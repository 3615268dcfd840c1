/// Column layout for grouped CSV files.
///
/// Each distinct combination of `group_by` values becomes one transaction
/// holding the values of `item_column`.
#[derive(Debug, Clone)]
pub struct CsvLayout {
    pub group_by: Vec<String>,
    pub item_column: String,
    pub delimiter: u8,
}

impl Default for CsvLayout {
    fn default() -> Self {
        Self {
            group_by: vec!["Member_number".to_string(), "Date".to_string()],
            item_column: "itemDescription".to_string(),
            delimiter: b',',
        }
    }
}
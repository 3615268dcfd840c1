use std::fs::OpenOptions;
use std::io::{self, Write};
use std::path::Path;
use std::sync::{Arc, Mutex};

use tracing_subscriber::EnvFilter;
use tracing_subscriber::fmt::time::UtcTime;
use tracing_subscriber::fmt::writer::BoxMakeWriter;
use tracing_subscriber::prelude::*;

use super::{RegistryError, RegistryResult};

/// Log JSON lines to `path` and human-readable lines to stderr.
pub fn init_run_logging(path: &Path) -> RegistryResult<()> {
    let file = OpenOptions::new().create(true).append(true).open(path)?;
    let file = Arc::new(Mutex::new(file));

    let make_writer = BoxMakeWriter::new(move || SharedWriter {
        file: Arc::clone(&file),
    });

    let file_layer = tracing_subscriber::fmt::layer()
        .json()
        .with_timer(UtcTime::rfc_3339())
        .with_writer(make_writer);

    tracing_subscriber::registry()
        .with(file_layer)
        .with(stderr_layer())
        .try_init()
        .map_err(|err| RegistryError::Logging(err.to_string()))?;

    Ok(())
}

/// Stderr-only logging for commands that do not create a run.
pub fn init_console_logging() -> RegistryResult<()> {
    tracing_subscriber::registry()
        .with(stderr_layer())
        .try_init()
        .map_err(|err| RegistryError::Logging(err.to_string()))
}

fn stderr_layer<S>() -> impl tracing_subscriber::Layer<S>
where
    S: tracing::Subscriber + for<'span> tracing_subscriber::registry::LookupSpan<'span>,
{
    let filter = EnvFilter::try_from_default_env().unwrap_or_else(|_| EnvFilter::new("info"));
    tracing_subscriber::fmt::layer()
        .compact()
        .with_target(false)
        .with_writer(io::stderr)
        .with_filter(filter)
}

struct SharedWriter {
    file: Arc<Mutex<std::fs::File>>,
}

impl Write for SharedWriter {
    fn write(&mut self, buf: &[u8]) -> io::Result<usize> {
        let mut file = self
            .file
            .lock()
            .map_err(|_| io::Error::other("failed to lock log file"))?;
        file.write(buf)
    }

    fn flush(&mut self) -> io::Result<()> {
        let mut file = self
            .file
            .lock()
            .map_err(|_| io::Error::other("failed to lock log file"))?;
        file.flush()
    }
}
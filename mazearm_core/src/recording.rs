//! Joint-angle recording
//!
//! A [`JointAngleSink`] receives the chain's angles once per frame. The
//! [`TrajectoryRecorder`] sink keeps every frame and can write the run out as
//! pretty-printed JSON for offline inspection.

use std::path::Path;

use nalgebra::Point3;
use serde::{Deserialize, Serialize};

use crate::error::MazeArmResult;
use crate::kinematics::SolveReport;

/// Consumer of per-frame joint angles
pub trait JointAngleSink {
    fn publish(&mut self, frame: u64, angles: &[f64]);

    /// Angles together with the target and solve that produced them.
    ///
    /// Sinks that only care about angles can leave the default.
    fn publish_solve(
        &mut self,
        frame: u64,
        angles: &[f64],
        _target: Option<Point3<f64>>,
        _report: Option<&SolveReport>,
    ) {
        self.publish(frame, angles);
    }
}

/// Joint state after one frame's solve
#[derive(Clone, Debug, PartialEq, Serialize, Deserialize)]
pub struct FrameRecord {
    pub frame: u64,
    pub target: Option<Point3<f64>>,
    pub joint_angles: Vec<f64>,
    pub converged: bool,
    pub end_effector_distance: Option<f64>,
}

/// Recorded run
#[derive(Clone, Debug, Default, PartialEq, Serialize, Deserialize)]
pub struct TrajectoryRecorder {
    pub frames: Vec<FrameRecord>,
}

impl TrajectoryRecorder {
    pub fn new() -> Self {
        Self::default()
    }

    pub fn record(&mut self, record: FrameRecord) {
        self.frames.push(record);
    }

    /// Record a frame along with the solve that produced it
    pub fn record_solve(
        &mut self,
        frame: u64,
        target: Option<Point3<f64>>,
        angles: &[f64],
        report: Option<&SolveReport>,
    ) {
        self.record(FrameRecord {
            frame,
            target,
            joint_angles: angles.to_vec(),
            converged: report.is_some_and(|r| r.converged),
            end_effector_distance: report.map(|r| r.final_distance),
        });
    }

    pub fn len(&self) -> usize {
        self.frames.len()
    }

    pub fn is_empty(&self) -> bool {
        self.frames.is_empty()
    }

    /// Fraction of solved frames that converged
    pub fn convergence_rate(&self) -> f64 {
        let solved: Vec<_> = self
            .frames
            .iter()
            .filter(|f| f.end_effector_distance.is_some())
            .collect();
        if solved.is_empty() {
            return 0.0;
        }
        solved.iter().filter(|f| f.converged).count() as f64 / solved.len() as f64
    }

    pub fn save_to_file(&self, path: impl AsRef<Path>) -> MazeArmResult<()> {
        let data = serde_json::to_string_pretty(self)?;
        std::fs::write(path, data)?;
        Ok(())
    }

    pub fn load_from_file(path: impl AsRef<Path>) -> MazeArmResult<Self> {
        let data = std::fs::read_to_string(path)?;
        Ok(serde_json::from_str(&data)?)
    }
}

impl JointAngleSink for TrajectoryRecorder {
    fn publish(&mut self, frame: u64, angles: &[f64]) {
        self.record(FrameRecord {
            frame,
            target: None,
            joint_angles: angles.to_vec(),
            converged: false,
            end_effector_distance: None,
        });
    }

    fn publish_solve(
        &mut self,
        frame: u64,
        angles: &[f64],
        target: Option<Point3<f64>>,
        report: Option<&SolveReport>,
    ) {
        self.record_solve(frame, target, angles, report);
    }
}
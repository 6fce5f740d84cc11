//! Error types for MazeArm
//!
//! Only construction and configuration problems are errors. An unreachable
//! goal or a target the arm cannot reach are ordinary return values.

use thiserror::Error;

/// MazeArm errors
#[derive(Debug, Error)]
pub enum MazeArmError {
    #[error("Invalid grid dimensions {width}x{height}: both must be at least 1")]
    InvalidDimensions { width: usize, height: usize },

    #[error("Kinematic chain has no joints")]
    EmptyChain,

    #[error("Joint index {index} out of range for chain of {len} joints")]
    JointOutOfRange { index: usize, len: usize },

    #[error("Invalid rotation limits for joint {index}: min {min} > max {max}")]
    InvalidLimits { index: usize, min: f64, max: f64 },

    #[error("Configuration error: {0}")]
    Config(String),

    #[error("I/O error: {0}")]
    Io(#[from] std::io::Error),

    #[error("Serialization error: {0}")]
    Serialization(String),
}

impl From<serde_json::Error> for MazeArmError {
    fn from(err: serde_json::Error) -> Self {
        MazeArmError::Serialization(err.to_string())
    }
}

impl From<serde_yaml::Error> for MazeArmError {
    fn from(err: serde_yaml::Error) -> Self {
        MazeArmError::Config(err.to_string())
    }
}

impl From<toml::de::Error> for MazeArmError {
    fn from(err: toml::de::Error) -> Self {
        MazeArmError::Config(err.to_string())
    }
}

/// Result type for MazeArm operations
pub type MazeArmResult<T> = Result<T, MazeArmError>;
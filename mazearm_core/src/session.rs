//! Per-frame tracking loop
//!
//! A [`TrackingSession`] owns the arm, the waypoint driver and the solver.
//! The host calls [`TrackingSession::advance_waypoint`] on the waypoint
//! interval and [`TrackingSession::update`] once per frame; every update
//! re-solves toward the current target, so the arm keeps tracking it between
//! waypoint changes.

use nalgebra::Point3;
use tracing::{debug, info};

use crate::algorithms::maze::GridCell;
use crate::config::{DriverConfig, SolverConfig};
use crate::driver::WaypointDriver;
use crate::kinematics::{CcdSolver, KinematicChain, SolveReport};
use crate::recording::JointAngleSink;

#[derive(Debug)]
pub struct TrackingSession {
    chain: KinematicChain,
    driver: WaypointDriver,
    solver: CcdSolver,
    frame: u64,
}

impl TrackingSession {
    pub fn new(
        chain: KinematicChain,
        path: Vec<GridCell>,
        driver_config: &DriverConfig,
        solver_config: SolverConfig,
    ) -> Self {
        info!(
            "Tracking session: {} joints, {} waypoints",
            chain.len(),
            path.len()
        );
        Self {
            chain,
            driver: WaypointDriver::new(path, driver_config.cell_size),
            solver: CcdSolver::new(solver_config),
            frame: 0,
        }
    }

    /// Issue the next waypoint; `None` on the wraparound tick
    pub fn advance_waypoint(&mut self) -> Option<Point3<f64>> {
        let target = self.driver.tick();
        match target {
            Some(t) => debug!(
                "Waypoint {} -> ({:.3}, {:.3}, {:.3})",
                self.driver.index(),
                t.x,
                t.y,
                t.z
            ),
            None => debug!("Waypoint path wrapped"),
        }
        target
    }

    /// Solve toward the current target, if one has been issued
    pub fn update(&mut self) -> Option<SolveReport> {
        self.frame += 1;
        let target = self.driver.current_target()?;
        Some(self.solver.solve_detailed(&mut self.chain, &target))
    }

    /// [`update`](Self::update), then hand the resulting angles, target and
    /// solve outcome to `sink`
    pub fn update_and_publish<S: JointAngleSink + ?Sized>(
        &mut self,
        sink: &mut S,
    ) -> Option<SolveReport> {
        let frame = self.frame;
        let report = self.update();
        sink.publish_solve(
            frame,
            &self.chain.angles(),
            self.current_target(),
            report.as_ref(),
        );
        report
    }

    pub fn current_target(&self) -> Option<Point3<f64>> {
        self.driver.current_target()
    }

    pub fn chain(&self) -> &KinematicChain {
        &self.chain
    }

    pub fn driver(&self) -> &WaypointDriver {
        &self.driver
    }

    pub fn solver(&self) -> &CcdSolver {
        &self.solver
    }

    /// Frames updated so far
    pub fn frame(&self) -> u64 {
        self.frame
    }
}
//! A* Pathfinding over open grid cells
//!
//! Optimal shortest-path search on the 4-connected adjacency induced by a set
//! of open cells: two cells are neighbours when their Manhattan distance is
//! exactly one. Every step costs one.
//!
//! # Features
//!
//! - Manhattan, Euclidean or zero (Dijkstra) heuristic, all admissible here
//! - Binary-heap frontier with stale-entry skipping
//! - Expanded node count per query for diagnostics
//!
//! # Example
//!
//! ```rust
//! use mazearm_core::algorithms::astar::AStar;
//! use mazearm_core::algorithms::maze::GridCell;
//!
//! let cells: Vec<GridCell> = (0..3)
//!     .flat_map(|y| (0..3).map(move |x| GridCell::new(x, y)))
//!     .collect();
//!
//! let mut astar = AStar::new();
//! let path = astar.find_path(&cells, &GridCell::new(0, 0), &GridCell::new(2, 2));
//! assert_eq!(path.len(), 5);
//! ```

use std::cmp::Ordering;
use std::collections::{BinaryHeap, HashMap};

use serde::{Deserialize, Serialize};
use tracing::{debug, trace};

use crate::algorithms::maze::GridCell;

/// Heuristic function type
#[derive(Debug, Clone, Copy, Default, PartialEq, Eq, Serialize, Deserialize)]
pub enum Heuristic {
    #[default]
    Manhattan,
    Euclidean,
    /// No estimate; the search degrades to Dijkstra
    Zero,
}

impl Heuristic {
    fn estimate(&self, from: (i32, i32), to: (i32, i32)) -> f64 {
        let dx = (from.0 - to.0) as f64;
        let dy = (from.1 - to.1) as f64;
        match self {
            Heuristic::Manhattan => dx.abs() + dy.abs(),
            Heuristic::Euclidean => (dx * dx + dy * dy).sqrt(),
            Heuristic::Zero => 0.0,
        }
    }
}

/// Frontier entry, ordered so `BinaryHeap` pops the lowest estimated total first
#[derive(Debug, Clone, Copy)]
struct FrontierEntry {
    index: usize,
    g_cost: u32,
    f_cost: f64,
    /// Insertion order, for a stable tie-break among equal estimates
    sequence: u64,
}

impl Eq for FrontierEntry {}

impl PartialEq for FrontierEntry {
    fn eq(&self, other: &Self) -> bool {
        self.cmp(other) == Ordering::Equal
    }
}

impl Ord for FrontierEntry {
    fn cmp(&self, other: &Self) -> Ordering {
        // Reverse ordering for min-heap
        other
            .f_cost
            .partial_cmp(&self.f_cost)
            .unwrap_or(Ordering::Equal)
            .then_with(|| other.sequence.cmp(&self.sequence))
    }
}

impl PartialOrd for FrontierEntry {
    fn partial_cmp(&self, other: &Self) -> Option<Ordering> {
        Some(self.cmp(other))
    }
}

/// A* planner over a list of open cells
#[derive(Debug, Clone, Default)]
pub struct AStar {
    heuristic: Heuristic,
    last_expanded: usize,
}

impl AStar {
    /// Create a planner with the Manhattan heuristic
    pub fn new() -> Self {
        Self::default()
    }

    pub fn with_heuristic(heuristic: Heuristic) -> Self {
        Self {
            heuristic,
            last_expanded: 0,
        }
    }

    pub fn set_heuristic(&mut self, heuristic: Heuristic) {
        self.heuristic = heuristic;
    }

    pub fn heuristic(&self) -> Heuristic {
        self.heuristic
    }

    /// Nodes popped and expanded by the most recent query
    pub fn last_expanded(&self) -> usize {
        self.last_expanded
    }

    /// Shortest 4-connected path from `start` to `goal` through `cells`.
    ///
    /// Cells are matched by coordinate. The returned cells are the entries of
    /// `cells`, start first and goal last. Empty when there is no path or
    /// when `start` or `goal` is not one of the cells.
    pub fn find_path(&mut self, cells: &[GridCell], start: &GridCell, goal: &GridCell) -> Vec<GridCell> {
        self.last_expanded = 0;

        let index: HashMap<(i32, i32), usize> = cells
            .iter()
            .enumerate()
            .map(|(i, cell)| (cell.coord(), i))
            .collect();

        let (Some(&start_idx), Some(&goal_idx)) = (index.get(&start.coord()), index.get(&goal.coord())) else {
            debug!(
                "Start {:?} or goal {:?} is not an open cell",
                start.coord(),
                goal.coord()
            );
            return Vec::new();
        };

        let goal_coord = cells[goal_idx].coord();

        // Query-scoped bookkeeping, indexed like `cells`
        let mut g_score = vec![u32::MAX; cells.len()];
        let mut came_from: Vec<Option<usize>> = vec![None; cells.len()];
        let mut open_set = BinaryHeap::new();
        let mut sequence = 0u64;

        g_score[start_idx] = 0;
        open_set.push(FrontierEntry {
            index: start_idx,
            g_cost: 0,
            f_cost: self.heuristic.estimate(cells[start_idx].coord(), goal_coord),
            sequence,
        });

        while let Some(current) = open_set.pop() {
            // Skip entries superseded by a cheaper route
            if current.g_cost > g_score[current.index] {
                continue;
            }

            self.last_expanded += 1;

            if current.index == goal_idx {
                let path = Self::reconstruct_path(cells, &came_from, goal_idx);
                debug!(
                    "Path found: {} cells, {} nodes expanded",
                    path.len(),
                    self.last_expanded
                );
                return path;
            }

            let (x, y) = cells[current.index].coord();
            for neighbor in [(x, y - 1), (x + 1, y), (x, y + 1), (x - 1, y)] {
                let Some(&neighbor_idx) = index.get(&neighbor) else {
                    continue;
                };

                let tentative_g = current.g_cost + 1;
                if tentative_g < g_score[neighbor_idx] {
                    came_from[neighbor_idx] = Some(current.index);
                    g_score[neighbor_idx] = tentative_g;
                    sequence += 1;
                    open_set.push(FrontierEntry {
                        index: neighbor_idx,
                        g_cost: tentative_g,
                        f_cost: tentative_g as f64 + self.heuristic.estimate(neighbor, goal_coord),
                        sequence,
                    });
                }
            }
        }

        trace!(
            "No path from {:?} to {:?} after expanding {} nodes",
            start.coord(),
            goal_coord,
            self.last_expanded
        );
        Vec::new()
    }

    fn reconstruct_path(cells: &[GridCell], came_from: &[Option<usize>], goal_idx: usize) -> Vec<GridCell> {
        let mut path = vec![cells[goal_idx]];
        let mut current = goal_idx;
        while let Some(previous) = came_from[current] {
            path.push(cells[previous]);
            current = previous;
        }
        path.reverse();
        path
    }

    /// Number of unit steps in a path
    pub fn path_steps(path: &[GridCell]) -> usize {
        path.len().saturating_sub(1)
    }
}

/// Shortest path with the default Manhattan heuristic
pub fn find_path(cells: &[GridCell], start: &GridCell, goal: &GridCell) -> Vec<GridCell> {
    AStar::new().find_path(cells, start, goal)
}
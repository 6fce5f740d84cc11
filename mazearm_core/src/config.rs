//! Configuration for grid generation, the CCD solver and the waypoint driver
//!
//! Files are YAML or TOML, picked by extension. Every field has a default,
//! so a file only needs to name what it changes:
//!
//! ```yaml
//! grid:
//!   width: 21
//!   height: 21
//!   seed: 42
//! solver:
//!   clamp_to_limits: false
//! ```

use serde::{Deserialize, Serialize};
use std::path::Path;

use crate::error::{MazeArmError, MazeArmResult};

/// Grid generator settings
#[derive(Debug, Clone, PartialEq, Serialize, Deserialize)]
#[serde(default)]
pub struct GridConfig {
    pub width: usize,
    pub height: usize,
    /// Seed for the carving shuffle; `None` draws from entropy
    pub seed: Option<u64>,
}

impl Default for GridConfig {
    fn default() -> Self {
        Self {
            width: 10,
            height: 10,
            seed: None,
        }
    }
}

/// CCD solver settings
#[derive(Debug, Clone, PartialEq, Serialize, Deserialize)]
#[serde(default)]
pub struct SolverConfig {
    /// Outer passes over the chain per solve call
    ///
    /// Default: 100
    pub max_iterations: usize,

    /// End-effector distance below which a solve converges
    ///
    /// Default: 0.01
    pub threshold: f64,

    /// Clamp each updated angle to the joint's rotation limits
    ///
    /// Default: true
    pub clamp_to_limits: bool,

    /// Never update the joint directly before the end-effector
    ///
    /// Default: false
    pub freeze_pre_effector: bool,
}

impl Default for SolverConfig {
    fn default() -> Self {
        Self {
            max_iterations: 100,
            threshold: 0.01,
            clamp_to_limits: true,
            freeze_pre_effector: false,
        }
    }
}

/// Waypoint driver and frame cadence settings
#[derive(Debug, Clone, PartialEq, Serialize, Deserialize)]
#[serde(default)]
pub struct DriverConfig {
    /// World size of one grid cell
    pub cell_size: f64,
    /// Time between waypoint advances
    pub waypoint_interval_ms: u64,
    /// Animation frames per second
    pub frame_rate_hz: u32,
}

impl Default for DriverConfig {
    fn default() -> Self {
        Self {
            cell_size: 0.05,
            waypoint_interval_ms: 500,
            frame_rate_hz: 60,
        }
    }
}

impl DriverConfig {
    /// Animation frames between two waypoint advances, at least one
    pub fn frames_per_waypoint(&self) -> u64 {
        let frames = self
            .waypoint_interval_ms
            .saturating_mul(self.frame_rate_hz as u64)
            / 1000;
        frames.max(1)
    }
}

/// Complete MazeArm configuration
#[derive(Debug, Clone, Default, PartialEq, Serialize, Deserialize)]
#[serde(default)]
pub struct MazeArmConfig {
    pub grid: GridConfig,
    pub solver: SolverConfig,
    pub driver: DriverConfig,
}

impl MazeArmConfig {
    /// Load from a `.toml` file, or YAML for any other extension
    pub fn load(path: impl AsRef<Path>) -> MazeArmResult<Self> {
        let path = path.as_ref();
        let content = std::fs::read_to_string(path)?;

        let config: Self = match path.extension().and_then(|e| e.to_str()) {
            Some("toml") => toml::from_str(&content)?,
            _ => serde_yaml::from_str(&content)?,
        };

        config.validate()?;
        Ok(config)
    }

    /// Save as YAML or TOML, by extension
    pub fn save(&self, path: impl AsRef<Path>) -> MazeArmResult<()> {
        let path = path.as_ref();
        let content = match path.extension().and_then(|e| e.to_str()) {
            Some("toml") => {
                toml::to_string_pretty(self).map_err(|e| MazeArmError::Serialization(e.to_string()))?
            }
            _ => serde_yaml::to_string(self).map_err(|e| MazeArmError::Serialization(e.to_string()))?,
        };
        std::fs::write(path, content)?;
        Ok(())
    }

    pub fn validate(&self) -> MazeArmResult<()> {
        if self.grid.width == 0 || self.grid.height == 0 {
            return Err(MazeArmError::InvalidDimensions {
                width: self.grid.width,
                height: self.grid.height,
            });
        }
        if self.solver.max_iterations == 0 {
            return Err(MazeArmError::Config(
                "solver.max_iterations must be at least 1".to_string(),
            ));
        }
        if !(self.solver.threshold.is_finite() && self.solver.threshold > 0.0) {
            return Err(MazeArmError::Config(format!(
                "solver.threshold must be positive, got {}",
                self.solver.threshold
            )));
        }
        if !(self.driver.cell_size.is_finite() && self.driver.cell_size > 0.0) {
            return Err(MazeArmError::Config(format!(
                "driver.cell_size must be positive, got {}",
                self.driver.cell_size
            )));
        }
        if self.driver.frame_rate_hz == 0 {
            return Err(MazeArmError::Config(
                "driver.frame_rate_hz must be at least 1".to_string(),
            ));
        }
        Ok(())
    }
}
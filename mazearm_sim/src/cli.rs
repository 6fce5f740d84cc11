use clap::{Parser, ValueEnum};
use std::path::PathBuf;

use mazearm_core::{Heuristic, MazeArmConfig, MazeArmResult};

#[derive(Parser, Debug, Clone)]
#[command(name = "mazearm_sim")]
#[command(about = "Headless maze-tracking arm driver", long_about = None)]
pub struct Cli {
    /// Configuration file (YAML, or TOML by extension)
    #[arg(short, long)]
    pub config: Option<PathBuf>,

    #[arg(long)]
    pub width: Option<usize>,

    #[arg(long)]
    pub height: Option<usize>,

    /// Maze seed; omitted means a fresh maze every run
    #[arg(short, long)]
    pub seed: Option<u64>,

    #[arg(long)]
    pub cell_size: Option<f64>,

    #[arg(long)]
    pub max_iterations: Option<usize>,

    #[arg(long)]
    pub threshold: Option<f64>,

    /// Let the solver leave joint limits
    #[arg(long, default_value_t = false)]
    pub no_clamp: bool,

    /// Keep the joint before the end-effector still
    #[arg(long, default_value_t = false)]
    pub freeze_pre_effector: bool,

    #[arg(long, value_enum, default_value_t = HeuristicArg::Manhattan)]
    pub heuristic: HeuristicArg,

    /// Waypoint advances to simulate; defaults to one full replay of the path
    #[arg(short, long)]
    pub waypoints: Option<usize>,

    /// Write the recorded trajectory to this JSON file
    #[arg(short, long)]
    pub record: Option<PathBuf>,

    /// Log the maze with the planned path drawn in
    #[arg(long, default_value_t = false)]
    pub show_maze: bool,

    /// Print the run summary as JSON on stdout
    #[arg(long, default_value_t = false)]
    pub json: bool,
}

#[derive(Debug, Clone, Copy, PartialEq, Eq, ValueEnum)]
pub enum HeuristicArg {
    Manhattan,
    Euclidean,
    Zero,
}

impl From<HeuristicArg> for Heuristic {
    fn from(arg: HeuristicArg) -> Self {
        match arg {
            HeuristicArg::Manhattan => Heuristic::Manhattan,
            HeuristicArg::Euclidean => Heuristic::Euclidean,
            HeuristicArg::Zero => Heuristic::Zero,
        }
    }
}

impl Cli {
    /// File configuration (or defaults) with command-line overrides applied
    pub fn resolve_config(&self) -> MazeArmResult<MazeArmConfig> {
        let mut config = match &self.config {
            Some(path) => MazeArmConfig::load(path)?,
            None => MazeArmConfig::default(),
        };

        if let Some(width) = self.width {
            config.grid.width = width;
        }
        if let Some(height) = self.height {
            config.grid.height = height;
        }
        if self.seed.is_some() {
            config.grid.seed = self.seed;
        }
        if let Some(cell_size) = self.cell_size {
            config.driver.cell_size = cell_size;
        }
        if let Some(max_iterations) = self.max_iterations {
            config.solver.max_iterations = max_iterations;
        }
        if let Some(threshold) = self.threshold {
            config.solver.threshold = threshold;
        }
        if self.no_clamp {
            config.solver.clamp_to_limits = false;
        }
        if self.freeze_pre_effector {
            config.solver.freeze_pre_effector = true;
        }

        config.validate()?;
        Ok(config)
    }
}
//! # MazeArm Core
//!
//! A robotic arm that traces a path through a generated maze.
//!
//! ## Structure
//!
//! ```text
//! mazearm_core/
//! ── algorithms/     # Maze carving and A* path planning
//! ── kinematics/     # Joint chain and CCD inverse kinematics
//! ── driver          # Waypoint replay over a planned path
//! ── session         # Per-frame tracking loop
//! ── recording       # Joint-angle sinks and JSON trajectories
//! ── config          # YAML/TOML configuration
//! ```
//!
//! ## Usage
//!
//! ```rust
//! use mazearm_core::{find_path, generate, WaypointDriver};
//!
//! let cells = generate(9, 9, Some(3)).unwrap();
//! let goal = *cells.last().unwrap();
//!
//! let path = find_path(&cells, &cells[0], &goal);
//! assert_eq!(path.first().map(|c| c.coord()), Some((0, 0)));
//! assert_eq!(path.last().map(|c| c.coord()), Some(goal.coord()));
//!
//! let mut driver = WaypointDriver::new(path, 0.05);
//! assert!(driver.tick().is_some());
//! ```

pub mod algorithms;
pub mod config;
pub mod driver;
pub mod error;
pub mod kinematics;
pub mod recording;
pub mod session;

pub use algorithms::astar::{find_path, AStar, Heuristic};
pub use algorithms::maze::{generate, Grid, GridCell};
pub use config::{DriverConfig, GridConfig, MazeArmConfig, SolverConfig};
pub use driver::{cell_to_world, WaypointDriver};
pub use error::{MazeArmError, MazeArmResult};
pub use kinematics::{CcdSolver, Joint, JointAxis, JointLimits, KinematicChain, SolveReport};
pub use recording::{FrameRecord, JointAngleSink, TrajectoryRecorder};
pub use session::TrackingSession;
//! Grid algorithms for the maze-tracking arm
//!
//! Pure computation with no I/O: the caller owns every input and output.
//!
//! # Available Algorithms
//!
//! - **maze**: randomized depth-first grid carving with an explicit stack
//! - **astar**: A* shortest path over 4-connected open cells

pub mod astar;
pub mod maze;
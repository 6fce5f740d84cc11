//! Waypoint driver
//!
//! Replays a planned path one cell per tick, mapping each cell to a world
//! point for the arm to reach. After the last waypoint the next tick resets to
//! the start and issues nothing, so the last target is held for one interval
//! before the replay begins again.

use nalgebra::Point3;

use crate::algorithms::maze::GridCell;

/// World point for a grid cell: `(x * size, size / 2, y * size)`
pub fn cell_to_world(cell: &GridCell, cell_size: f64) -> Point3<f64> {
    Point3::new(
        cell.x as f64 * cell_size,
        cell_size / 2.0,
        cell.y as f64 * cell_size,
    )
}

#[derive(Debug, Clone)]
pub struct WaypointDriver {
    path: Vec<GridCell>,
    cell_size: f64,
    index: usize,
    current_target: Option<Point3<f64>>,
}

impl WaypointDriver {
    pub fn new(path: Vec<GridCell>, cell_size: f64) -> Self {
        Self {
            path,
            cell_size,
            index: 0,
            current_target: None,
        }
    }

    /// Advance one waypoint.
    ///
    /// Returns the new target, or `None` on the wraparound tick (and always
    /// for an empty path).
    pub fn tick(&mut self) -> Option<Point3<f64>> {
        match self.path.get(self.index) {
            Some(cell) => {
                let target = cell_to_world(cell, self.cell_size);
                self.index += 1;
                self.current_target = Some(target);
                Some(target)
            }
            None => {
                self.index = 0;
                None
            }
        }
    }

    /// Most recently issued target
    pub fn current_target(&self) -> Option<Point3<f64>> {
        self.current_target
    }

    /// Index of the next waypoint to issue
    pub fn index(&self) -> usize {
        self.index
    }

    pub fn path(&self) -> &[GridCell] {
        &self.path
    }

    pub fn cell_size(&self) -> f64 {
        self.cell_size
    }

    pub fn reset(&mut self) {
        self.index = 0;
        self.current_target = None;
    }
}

• WHAT YOU WILL DO: Please tally the lines of the material that contain the word "KinematicChain", then give the total alone.

• RESULT OF THIS TASK: 5